What Are World Models——AI That Predicts the "Next Physical State"
World Models are systems in which AI learns internal representations for understanding how the physical world works and predicting future states.
Whereas LLMs (Large Language Models) predict the "next token (word)," World Models predict the "next physical state." LLMs learn language patterns from text data, but they cannot fundamentally understand the causal relationships of the physical world—why objects fall, the conditions under which liquid spills from a cup, the sequence of actions a robot needs to open a door. World Models learn a compressed representation of the environment (a latent space) and simulate future states within that representational space, giving AI the ability to "mentally try out outcomes before acting."

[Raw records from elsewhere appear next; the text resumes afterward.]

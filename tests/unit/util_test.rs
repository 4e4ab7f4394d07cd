//! Tests for utility functions

use rpc_throttle::util::{init_tracing, init_tracing_with};

#[test]
fn test_init_tracing_is_idempotent() {
    init_tracing();
    // A subscriber is now installed, so a second attempt is a no-op.
    assert!(!init_tracing_with("debug"));
    init_tracing();
}
//! Main application state and TUI event loop for the sales dashboard.
//!
//! [`App`] owns the theme, the selected [`View`] and the report computed for
//! it. The loaded dataset is borrowed for the lifetime of the loop and never
//! copied.

use std::io;
use std::time::Duration;

use crossterm::{
    event::{self, Event, KeyCode, KeyEvent, KeyEventKind, KeyModifiers},
    execute,
    terminal::{disable_raw_mode, enable_raw_mode, EnterAlternateScreen, LeaveAlternateScreen},
};
use ratatui::{
    backend::CrosstermBackend,
    layout::{Constraint, Direction, Layout, Rect},
    text::{Line, Span, Text},
    widgets::{Block, Borders, Paragraph, Wrap},
    Frame, Terminal,
};
use tracing::{debug, info, warn};

use dashboard_core::models::{Dataset, View};
use dashboard_core::{DashboardError, Result};
use dashboard_data::reader::LoadReport;
use dashboard_data::views::{compute_view, ViewOptions, ViewReport};

use crate::chart_view;
use crate::components::header::Header;
use crate::components::sidebar::Sidebar;
use crate::panels::{build_panels, Metric, Panel, Tone};
use crate::table_view;
use crate::themes::Theme;

/// Width of the navigation sidebar.
const SIDEBAR_WIDTH: u16 = 40;

// ── App ───────────────────────────────────────────────────────────────────────

/// Root application state for the sales dashboard TUI.
pub struct App {
    pub theme: Theme,
    pub selected: View,
    pub options: ViewOptions,
    /// Set to `true` to break out of the event loop on the next iteration.
    pub should_quit: bool,
    /// Report for `selected`, or the error message it failed with.
    current: Option<std::result::Result<ViewReport, String>>,
}

impl App {
    pub fn new(theme_name: &str, selected: View, options: ViewOptions) -> Self {
        Self {
            theme: Theme::from_name(theme_name),
            selected,
            options,
            should_quit: false,
            current: None,
        }
    }

    /// Change the selected view, discarding the previous report.
    pub fn select(&mut self, view: View) {
        if view != self.selected {
            debug!("Switching view {} -> {}", self.selected, view);
            self.selected = view;
            self.current = None;
        }
    }

    /// Apply one key press.
    ///
    /// Up/BackTab and Down/Tab cycle through the views, `1`–`6` jump to one,
    /// `q`, `Esc` and `Ctrl+C` quit.
    pub fn handle_key(&mut self, key: KeyEvent) {
        if key.kind == KeyEventKind::Release {
            return;
        }
        match key.code {
            KeyCode::Char('c') if key.modifiers.contains(KeyModifiers::CONTROL) => {
                self.should_quit = true;
            }
            KeyCode::Char('q') | KeyCode::Char('Q') | KeyCode::Esc => self.should_quit = true,
            KeyCode::Down | KeyCode::Tab | KeyCode::Char('j') => self.select(self.selected.next()),
            KeyCode::Up | KeyCode::BackTab | KeyCode::Char('k') => {
                self.select(self.selected.previous())
            }
            KeyCode::Char(d @ '1'..='9') => {
                let index = (d as usize) - ('1' as usize);
                if let Some(view) = View::ALL.get(index) {
                    self.select(*view);
                }
            }
            _ => {}
        }
    }

    /// Compute the selected view if it has not been computed yet.
    pub fn refresh(&mut self, dataset: &Dataset) {
        if self.current.is_some() {
            return;
        }
        let outcome = compute_view(self.selected, dataset, &self.options).map_err(|e| {
            warn!("View {} failed: {}", self.selected, e);
            e.to_string()
        });
        self.current = Some(outcome);
    }

    // ── Event loop ────────────────────────────────────────────────────────────

    /// Run the interactive dashboard until the user quits.
    ///
    /// Terminal events are polled with a 250 ms timeout; between polls the
    /// task yields so a Ctrl+C signal raced against it by the caller is
    /// observed.
    pub async fn run(mut self, dataset: &Dataset, load: &LoadReport) -> Result<()> {
        let mut terminal = TerminalGuard::enter().map_err(DashboardError::Terminal)?;
        info!("Dashboard started on view {}", self.selected);

        let tick_rate = Duration::from_millis(250);

        while !self.should_quit {
            self.refresh(dataset);
            terminal
                .0
                .draw(|frame| self.render(frame, load))
                .map_err(DashboardError::Terminal)?;

            if event::poll(tick_rate).map_err(DashboardError::Terminal)? {
                if let Event::Key(key) = event::read().map_err(DashboardError::Terminal)? {
                    self.handle_key(key);
                }
            }

            tokio::task::yield_now().await;
        }

        info!("Dashboard closed");
        Ok(())
    }

    // ── Rendering ─────────────────────────────────────────────────────────────

    /// Render the current application state into `frame`.
    pub fn render(&self, frame: &mut Frame, load: &LoadReport) {
        let [header_area, body_area, footer_area] = Layout::default()
            .direction(Direction::Vertical)
            .constraints([
                Constraint::Length(3),
                Constraint::Min(5),
                Constraint::Length(1),
            ])
            .areas(frame.area());

        frame.render_widget(
            Paragraph::new(Text::from(Header::new(load, &self.theme).to_lines())),
            header_area,
        );

        let [sidebar_area, main_area] = Layout::default()
            .direction(Direction::Horizontal)
            .constraints([Constraint::Length(SIDEBAR_WIDTH), Constraint::Min(20)])
            .areas(body_area);

        Sidebar::new(self.selected, &self.theme).render(frame, sidebar_area);
        self.render_main(frame, main_area);

        frame.render_widget(
            Paragraph::new(Line::from(Span::styled(
                "↑/↓ Tab: switch view  1-6: jump  q: quit",
                self.theme.dim,
            ))),
            footer_area,
        );
    }

    fn render_main(&self, frame: &mut Frame, area: Rect) {
        let title = self.selected.title();
        match &self.current {
            None => table_view::render_no_data(frame, area, title, &self.theme),
            Some(Err(message)) => table_view::render_error(frame, area, title, message, &self.theme),
            Some(Ok(report)) => {
                let block = Block::default()
                    .borders(Borders::ALL)
                    .border_style(self.theme.separator)
                    .title(Span::styled(format!(" {} ", title), self.theme.header));
                let inner = block.inner(area);
                frame.render_widget(block, area);
                render_panels(frame, inner, &build_panels(report), Direction::Vertical, &self.theme);
            }
        }
    }
}

// ── Panel layout ──────────────────────────────────────────────────────────────

fn render_panels(
    frame: &mut Frame,
    area: Rect,
    panels: &[Panel],
    direction: Direction,
    theme: &Theme,
) {
    if panels.is_empty() {
        return;
    }
    let constraints: Vec<Constraint> = panels
        .iter()
        .map(|p| match (direction, p.fixed_height()) {
            (Direction::Vertical, Some(h)) => Constraint::Length(h),
            _ => Constraint::Fill(1),
        })
        .collect();
    let areas = Layout::default()
        .direction(direction)
        .constraints(constraints)
        .split(area);

    for (panel, panel_area) in panels.iter().zip(areas.iter()) {
        render_panel(frame, *panel_area, panel, direction, theme);
    }
}

fn render_panel(frame: &mut Frame, area: Rect, panel: &Panel, parent: Direction, theme: &Theme) {
    match panel {
        Panel::Bars(series) => chart_view::render_bar_series(frame, area, series, theme),
        Panel::Grouped(grouped) => chart_view::render_grouped_series(frame, area, grouped, theme),
        Panel::Table(table) => table_view::render_table_view(frame, area, table, theme),
        Panel::Metric(metric) => render_metric(frame, area, metric, theme),
        Panel::Columns(children) => {
            // Alternate direction so nested columns stack vertically.
            let direction = match parent {
                Direction::Vertical => Direction::Horizontal,
                Direction::Horizontal => Direction::Vertical,
            };
            render_panels(frame, area, children, direction, theme);
        }
    }
}

fn render_metric(frame: &mut Frame, area: Rect, metric: &Metric, theme: &Theme) {
    let value_style = match metric.tone {
        Tone::Neutral => theme.value,
        Tone::Positive => theme.success,
        Tone::Negative => theme.error,
        Tone::Warning => theme.warning,
    };
    let mut lines = vec![
        Line::from(Span::styled(metric.label.clone(), theme.label)),
        Line::from(Span::styled(metric.value.clone(), value_style)),
    ];
    if let Some(caption) = &metric.caption {
        lines.push(Line::from(Span::styled(caption.clone(), theme.dim)));
    }
    frame.render_widget(
        Paragraph::new(Text::from(lines))
            .wrap(Wrap { trim: true })
            .block(
                Block::default()
                    .borders(Borders::ALL)
                    .border_style(theme.table_border),
            ),
        area,
    );
}

// ── Terminal guard ────────────────────────────────────────────────────────────

/// Raw-mode alternate-screen terminal, restored when dropped.
struct TerminalGuard(Terminal<CrosstermBackend<io::Stdout>>);

impl TerminalGuard {
    fn enter() -> io::Result<Self> {
        enable_raw_mode()?;
        let mut stdout = io::stdout();
        execute!(stdout, EnterAlternateScreen)?;
        let backend = CrosstermBackend::new(stdout);
        Ok(Self(Terminal::new(backend)?))
    }
}

impl Drop for TerminalGuard {
    fn drop(&mut self) {
        let _ = disable_raw_mode();
        let _ = execute!(self.0.backend_mut(), LeaveAlternateScreen);
        let _ = self.0.show_cursor();
    }
}

// ── Tests ──────────────────────────────────────────────────────────────────────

Humans do this unconsciously. We predict the trajectory of a ball before throwing it, anticipate the movements of other vehicles while driving, and intuitively adjust the angle at which we tilt a glass of water. This is the capability that cognitive science calls "mental models" or "intuitive physics," and World Models are an attempt to reproduce it computationally.
History of Development — From Dyna to the "Year One of World Models"
The history of World Models traces back to the early days of reinforcement learning.
In 1991, Richard Sutton (Professor at the University of Alberta, known as the father of reinforcement learning) introduced the Dyna Architecture. He formalized the concept that "planning is trying things out in your head," proposing an integrated architecture that interleaves real-world action, learning, model updates, and planning. This became the foundation of model-based reinforcement learning.
In 2018, David Ha and Jurgen Schmidhuber (IDSIA) published the paper "World Models," giving this field its defining name. They combined a VAE (Variational Autoencoder) and an RNN (Recurrent Neural Network) to unsupervisedly learn compressed spatial and temporal representations of the environment, demonstrating that an agent could be trained inside its own "hallucinated dream" and the learned behavior could be transferred to the real environment.
In 2022, Yann LeCun (then VP and Chief AI Scientist at Meta FAIR) published "A Path Towards Autonomous Machine Intelligence," proposing the concept of JEPA (Joint Embedding Predictive Architecture). The core idea is to perform predictions in an abstract representation space rather than pixel space — ignoring unpredictable details and understanding the world at the level of abstract features — an approach said to resemble how biological brains model their environment. LeCun publicly declared that "LLMs will never lead to AGI," arguing that World Models are the only path to AGI.
In 2023, Google DeepMind's DreamerV3 was published in Nature. A general-purpose algorithm that outperformed specialized methods across more than 150 diverse tasks, it demonstrated the ability to learn an environment model and improve behavior through imagined scenarios using a single configuration.
2024 marked a turning point. Google DeepMind announced Genie (February 2024, generating interactive 2D environments from a single image) and Genie 2 (December 2024, generating action-controllable 3D worlds). Fei-Fei Li (Professor at Stanford) founded World Labs, raising $230 million (approximately ¥34.5 billion). Meta released V-JEPA (abstract feature prediction from video). A coalition of 20 AI research institutions released Genesis, an open-source robotics simulation platform.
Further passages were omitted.